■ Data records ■
▼
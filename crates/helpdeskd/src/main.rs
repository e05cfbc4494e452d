//! Helpdesk Daemon - ticket lifecycle service
//!
//! Serves the HTTP API and provides bootstrap commands for creating users
//! and issuing API tokens.

use anyhow::{Context, Result};
use clap::{Parser, Subcommand};
use helpdesk_shared::UserRequest;
use helpdeskd::config::Config;
use helpdeskd::db::{Database, DbLocation};
use helpdeskd::metrics::HelpdeskMetrics;
use helpdeskd::server::{self, AppState};
use helpdeskd::HelpdeskService;
use std::path::PathBuf;
use std::sync::Arc;
use tracing::info;
use tracing_subscriber::EnvFilter;

#[derive(Parser)]
#[command(name = "helpdeskd")]
#[command(about = "Helpdesk ticketing daemon", long_about = None)]
#[command(version)]
struct Cli {
    /// Path to config file (overrides /etc/helpdesk/config.toml)
    #[arg(long, global = true)]
    config: Option<PathBuf>,

    /// Subcommand (defaults to serve)
    #[command(subcommand)]
    command: Option<Commands>,
}

#[derive(Subcommand)]
enum Commands {
    /// Run the HTTP API
    Serve,

    /// Create a user account
    CreateUser {
        #[arg(long)]
        name: String,

        #[arg(long)]
        email: String,

        /// MANAGER, SUPPORT or USER
        #[arg(long)]
        role: String,
    },

    /// Issue an API token for an existing user
    IssueToken {
        #[arg(long)]
        user_id: i64,
    },
}

#[tokio::main]
async fn main() -> Result<()> {
    let cli = Cli::parse();
    let config = Config::load(cli.config.as_deref())?;

    // RUST_LOG wins over the configured level
    let filter = EnvFilter::try_from_default_env()
        .unwrap_or_else(|_| EnvFilter::new(config.log.level.as_str()));
    tracing_subscriber::fmt().with_env_filter(filter).init();

    let db = Database::open(
        DbLocation::File(config.database.path.clone()),
        config.database.busy_timeout(),
    )
    .await?;
    let metrics = Arc::new(HelpdeskMetrics::new().context("Failed to register metrics")?);
    let service = HelpdeskService::new(db, metrics);

    match cli.command.unwrap_or(Commands::Serve) {
        Commands::Serve => {
            info!("Helpdesk Daemon v{} starting", env!("CARGO_PKG_VERSION"));
            server::run(AppState::new(service), &config.server.bind_addr).await?;
        }
        Commands::CreateUser { name, email, role } => {
            let input = UserRequest {
                name: Some(name),
                email: Some(email),
                role: Some(role),
            }
            .validate()?;
            let user = service.create_user(input).await?;
            println!("Created user {} ({}) with role {}", user.id, user.email, user.role);
        }
        Commands::IssueToken { user_id } => {
            let token = service.issue_token(user_id).await?;
            println!("{}", token);
        }
    }

    Ok(())
}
▲
Could you state how many lines in the data hold the word "PathBuf"? Only the number should be given.

2